Estimados hermanos, ustedes son
un caso bien pintoresco de la vida, porque la palabra clave, ausente en sus
vidas, pareciera la palabra fe.
Hay dos tipos de ateos. Los ateos
que no creen por no poder percibir con sus sentidos lo que se les predica como
verdad absoluta, es decir, no ven, oyen ni pueden tocar a ese ser supremo y
superior que los creyentes llamamos Dios. Si estás en este grupo de los ateos
por falta de percepción tu proceso de conversión puede ser tan rápido como el
tiempo entre tocar el interruptor y encenderse la bombilla. Esto podrá ocurrir
si en ti no hay soberbia y eres humilde. No obstante hay un gran detalle.

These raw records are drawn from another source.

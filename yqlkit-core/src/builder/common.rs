//! Common types and traits shared across all query builders

use std::fmt;

use crate::{Error, Predicate, Result};

/// Statement separator appended by every `build()`
pub const TERMINATOR: char = ';';

/// Core trait for every builder state that can produce a statement
pub trait QueryBuilder {
    /// Render the finished statement.
    ///
    /// Borrowing `self` keeps the session untouched, so calling this
    /// repeatedly yields the same string.
    fn build(&self) -> String;
}

/// How WHERE predicates are connected
#[derive(Debug, Clone, Copy, PartialEq, Eq)]
pub enum WhereConnector {
    And,
    Or,
}

impl fmt::Display for WhereConnector {
    fn fmt(&self, f: &mut fmt::Formatter<'_>) -> fmt::Result {
        match self {
            WhereConnector::And => write!(f, "AND"),
            WhereConnector::Or => write!(f, "OR"),
        }
    }
}

/// A rendered WHERE predicate and the connector gluing it to whatever came before
#[derive(Debug, Clone, PartialEq)]
pub struct WhereCondition {
    pub predicate: String,
    pub connector: WhereConnector,
}

/// Accumulated WHERE predicates of one select session
#[derive(Debug, Clone, Default, PartialEq)]
pub struct WhereClause {
    conditions: Vec<WhereCondition>,
}

impl WhereClause {
    /// Append one predicate group; every predicate is glued with `connector`.
    /// An empty group leaves the clause unchanged.
    pub fn push(&mut self, predicates: Vec<Predicate>, connector: WhereConnector) {
        self.conditions
            .extend(predicates.iter().map(|predicate| WhereCondition {
                predicate: predicate.to_sql(),
                connector,
            }));
    }

    pub fn is_empty(&self) -> bool {
        self.conditions.is_empty()
    }

    pub fn conditions(&self) -> &[WhereCondition] {
        &self.conditions
    }

    /// `WHERE (p1) AND (p2) OR (p3)`, or `None` when nothing was added
    pub fn to_sql(&self) -> Option<String> {
        if self.conditions.is_empty() {
            return None;
        }

        let mut sql = String::from("WHERE ");
        for (i, condition) in self.conditions.iter().enumerate() {
            if i > 0 {
                sql.push(' ');
                sql.push_str(&condition.connector.to_string());
                sql.push(' ');
            }
            sql.push('(');
            sql.push_str(&condition.predicate);
            sql.push(')');
        }
        Some(sql)
    }
}

/// Validate a table name handed to `from`/`into`
pub(crate) fn require_table(table: &str) -> Result<String> {
    if table.is_empty() {
        return Err(Error::invalid_argument("Table name required"));
    }
    Ok(table.to_string())
}

/// Trait to convert various types into column lists
pub trait IntoColumns {
    fn into_columns(self) -> Vec<String>;
}

/// All columns
impl IntoColumns for () {
    fn into_columns(self) -> Vec<String> {
        Vec::new()
    }
}

impl IntoColumns for &str {
    fn into_columns(self) -> Vec<String> {
        vec![self.to_string()]
    }
}

impl IntoColumns for String {
    fn into_columns(self) -> Vec<String> {
        vec![self]
    }
}

impl IntoColumns for Vec<String> {
    fn into_columns(self) -> Vec<String> {
        self
    }
}

impl IntoColumns for Vec<&str> {
    fn into_columns(self) -> Vec<String> {
        self.into_iter().map(|s| s.to_string()).collect()
    }
}

impl IntoColumns for &[&str] {
    fn into_columns(self) -> Vec<String> {
        self.iter().map(|s| s.to_string()).collect()
    }
}

impl<const N: usize> IntoColumns for [&str; N] {
    fn into_columns(self) -> Vec<String> {
        self.iter().map(|s| s.to_string()).collect()
    }
}

// For tuples
impl IntoColumns for (&str, &str) {
    fn into_columns(self) -> Vec<String> {
        vec![self.0.to_string(), self.1.to_string()]
    }
}

impl IntoColumns for (&str, &str, &str) {
    fn into_columns(self) -> Vec<String> {
        vec![self.0.to_string(), self.1.to_string(), self.2.to_string()]
    }
}

impl IntoColumns for (&str, &str, &str, &str) {
    fn into_columns(self) -> Vec<String> {
        vec![
            self.0.to_string(),
            self.1.to_string(),
            self.2.to_string(),
            self.3.to_string(),
        ]
    }
}

#[cfg(test)]
mod tests {
    use super::*;

    #[test]
    fn test_empty_clause_renders_nothing() {
        let mut clause = WhereClause::default();
        clause.push(Vec::new(), WhereConnector::And);
        assert!(clause.is_empty());
        assert_eq!(clause.to_sql(), None);
    }

    #[test]
    fn test_first_group_and_chaining() {
        let mut clause = WhereClause::default();
        clause.push(
            vec![Predicate::raw("a=1"), Predicate::raw("b=2")],
            WhereConnector::And,
        );
        assert_eq!(clause.to_sql().unwrap(), "WHERE (a=1) AND (b=2)");

        clause.push(
            vec![Predicate::raw("c=3"), Predicate::raw("d=4")],
            WhereConnector::Or,
        );
        assert_eq!(
            clause.to_sql().unwrap(),
            "WHERE (a=1) AND (b=2) OR (c=3) OR (d=4)"
        );
        assert_eq!(clause.conditions().len(), 4);
    }

    #[test]
    fn test_first_connector_is_ignored() {
        let mut clause = WhereClause::default();
        clause.push(vec![Predicate::raw("x")], WhereConnector::Or);
        assert_eq!(clause.to_sql().unwrap(), "WHERE (x)");
    }

    #[test]
    fn test_require_table() {
        assert_eq!(require_table("visits").unwrap(), "visits");
        assert!(matches!(
            require_table(""),
            Err(Error::InvalidArgument { .. })
        ));
    }

    #[test]
    fn test_into_columns_implementations() {
        assert!(().into_columns().is_empty());
        assert_eq!("name".into_columns(), vec!["name"]);
        assert_eq!(("name", "age").into_columns(), vec!["name", "age"]);
        assert_eq!(vec!["name", "age"].into_columns(), vec!["name", "age"]);
        assert_eq!(["a", "b", "c"].into_columns(), vec!["a", "b", "c"]);
    }
}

Jesús, nuestro Dios, habló sobre este tipo de ateísmo basado en la falta de
experiencia porque entre los suyos, entre sus seguidores cercanos, tuvo un caso
así. Su nombre era Tomás. Tomás compartía con Jesús, en vida, todas sus
enseñanzas, pero luego de la muerte del maestro, le costó muchísimo digerir el
tema de la resurrección. Y sus palabras, como seguramente son las tuyas,
fueron: “Si no meto mis manos en sus heridas y costado no creeré”. Cuando Jesús
se aparece estando él presente el discurso cambió. Tomás, el único ateo con
licencia por servir su ejemplo como evangelio para futuras generaciones,
recibió estas palabras de un Jesús resucitado EN CUERPO: “Tomás, tú has creído
porque me has visto, dichosos los que crean si haberme visto”. Estas últimas
palabras fundaron en la vida del creyente el importante elemento de la fe.
Ustedes también forman parte de la herencia eterna de Dios, si la aceptan. Pero
¡ojo!; ustedes corren un absurdo riesgo y es que evolucionen al segundo grupo
de ateos que explicaré a continuación.
El segundo grupo de ateos son los
no creyentes por SOBERBIA. El caso de este grupo son los que se niegan a creer,
aún si vieran. Necesitan que Dios no exista porque su existencia hiere su ego.
Necesitan un mundo sin Dios porque así sus vidas carentes de trascendencia se
limitan a lo más limitado que un ser humano puede aspirar, solo aceptar lo que
conoce. Para este grupo de ateos solo me viene a la mente la parábola de Lázaro
y Epulón. Un hombre (Epulón) extraordinariamente rico, que vivía sin
privaciones y otro hombre (Lázaro) que vivía a las puertas del hogar del rico
comiendo de las migajas que quedaban en la basura, conviviendo con perros y en
la inmundicia. Ambos hombres, como pasará contigo y conmigo algún día,
murieron. El rico fue al infierno y el indigente al cielo. Tras los suplicios
que pasaba el rico este suplicó a Abraham, interlocutor en la parábola, que
permitiera a Lázaro mojar la punta de su lengua para que refrescara la suya. Y
Abraham dijo que no porque entre el cielo y el infierno había un abismo
intransitable. Luego, y es la parte que quiero por favor más atención presten,
Epulón razona lo siguiente y lo expresa así: “Permite entonces que mis hermanos
sean advertidos de este terrible destino para que ellos no se condenen como yo”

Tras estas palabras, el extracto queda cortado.